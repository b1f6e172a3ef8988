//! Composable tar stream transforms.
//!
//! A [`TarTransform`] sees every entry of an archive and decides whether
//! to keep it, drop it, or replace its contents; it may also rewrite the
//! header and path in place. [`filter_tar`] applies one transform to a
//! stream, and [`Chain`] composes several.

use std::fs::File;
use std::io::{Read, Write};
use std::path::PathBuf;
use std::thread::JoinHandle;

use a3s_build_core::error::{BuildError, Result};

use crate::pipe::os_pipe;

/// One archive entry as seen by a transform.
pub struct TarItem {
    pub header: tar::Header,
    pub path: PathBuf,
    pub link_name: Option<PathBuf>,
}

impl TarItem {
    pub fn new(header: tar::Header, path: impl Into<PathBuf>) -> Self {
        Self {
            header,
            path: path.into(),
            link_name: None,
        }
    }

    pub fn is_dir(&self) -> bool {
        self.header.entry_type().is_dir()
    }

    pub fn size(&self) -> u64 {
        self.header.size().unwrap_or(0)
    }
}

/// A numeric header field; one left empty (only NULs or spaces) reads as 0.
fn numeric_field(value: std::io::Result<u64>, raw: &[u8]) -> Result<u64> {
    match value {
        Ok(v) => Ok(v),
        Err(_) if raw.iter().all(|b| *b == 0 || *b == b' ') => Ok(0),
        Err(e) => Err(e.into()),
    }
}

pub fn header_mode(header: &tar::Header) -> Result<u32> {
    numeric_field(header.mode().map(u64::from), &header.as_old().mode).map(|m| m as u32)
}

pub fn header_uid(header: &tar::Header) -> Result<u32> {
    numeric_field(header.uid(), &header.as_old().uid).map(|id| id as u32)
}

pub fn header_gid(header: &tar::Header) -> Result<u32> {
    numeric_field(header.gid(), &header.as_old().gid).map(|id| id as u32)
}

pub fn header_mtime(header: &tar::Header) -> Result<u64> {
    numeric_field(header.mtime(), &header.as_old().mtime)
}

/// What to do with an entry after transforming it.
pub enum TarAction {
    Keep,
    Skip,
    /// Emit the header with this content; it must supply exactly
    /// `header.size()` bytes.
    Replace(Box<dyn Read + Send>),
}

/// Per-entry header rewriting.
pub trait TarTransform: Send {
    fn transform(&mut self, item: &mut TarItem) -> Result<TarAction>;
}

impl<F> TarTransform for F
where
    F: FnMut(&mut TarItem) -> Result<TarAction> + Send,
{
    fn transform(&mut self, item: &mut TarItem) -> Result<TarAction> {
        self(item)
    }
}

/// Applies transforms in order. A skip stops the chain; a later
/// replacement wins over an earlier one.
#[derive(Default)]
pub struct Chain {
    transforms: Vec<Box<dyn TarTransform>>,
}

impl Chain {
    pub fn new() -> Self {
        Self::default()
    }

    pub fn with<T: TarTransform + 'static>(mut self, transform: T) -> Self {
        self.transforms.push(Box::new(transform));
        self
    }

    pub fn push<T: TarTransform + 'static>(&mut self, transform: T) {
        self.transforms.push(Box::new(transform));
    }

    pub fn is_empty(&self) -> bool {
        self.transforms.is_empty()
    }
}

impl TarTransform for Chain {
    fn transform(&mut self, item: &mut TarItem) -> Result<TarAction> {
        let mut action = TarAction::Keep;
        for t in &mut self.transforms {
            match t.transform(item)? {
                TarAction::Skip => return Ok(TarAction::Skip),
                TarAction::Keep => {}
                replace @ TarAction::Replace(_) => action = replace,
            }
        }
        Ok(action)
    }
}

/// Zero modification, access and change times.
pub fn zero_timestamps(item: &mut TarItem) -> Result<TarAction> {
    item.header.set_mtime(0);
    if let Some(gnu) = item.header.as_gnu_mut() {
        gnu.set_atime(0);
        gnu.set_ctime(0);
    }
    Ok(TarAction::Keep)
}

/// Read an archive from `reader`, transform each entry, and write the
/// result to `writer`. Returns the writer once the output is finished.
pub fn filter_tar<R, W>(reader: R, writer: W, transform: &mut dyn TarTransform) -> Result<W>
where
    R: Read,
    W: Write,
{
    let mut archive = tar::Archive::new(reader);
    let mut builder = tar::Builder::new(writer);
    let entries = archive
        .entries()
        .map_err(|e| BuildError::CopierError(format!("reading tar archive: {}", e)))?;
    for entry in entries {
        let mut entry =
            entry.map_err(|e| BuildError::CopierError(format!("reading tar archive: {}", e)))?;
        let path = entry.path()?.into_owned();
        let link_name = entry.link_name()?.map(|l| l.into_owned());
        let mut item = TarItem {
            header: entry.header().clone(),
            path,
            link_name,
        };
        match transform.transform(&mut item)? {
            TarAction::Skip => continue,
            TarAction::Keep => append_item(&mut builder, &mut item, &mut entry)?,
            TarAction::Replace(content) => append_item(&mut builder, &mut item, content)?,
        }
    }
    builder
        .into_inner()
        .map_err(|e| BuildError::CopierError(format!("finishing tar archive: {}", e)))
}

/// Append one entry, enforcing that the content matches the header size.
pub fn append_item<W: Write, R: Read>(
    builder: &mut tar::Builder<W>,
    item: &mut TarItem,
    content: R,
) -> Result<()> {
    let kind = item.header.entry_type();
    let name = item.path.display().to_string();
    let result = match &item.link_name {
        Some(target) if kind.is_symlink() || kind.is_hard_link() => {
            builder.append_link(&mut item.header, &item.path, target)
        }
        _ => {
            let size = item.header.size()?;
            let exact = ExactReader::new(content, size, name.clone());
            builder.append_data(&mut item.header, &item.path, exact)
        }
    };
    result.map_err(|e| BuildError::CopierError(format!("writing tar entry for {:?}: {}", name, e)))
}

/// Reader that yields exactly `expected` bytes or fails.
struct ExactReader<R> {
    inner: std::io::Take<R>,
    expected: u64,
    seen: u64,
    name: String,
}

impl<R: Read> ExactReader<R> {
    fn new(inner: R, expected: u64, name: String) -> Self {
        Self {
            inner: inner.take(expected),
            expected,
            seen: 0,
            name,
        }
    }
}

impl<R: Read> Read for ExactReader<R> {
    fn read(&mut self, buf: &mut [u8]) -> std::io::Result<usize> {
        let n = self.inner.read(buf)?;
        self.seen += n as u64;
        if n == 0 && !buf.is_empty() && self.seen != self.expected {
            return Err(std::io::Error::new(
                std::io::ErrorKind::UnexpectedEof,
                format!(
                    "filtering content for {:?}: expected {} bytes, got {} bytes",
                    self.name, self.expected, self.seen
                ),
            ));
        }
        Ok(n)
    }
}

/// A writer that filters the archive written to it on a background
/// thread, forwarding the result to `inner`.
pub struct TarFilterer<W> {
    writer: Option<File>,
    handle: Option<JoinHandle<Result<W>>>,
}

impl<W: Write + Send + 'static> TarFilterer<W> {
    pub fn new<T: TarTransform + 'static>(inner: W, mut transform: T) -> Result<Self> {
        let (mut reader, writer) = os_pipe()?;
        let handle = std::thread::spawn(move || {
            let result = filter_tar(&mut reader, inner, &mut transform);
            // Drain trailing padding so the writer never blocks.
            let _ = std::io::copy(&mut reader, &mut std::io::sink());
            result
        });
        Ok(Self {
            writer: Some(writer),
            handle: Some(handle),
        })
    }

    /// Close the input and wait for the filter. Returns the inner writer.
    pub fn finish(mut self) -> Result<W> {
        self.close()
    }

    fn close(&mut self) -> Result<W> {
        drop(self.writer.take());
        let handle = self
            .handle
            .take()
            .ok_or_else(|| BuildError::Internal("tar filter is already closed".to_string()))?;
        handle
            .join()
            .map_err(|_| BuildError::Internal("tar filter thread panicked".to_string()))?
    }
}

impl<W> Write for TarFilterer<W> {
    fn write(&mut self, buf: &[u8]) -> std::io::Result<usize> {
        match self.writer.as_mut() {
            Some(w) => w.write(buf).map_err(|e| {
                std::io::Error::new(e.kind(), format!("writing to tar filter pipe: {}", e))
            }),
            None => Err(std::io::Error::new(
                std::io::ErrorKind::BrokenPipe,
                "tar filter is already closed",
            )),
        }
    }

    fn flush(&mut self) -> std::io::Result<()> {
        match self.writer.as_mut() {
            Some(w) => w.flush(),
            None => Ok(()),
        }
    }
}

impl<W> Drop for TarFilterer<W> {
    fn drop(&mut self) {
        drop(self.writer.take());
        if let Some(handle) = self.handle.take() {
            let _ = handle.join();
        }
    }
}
**********
## Exercise directions
Search the material above for lines containing the string "JoinHandle", then pull them out.

## Written solution
use std::thread::JoinHandle;
    handle: Option<JoinHandle<Result<W>>>,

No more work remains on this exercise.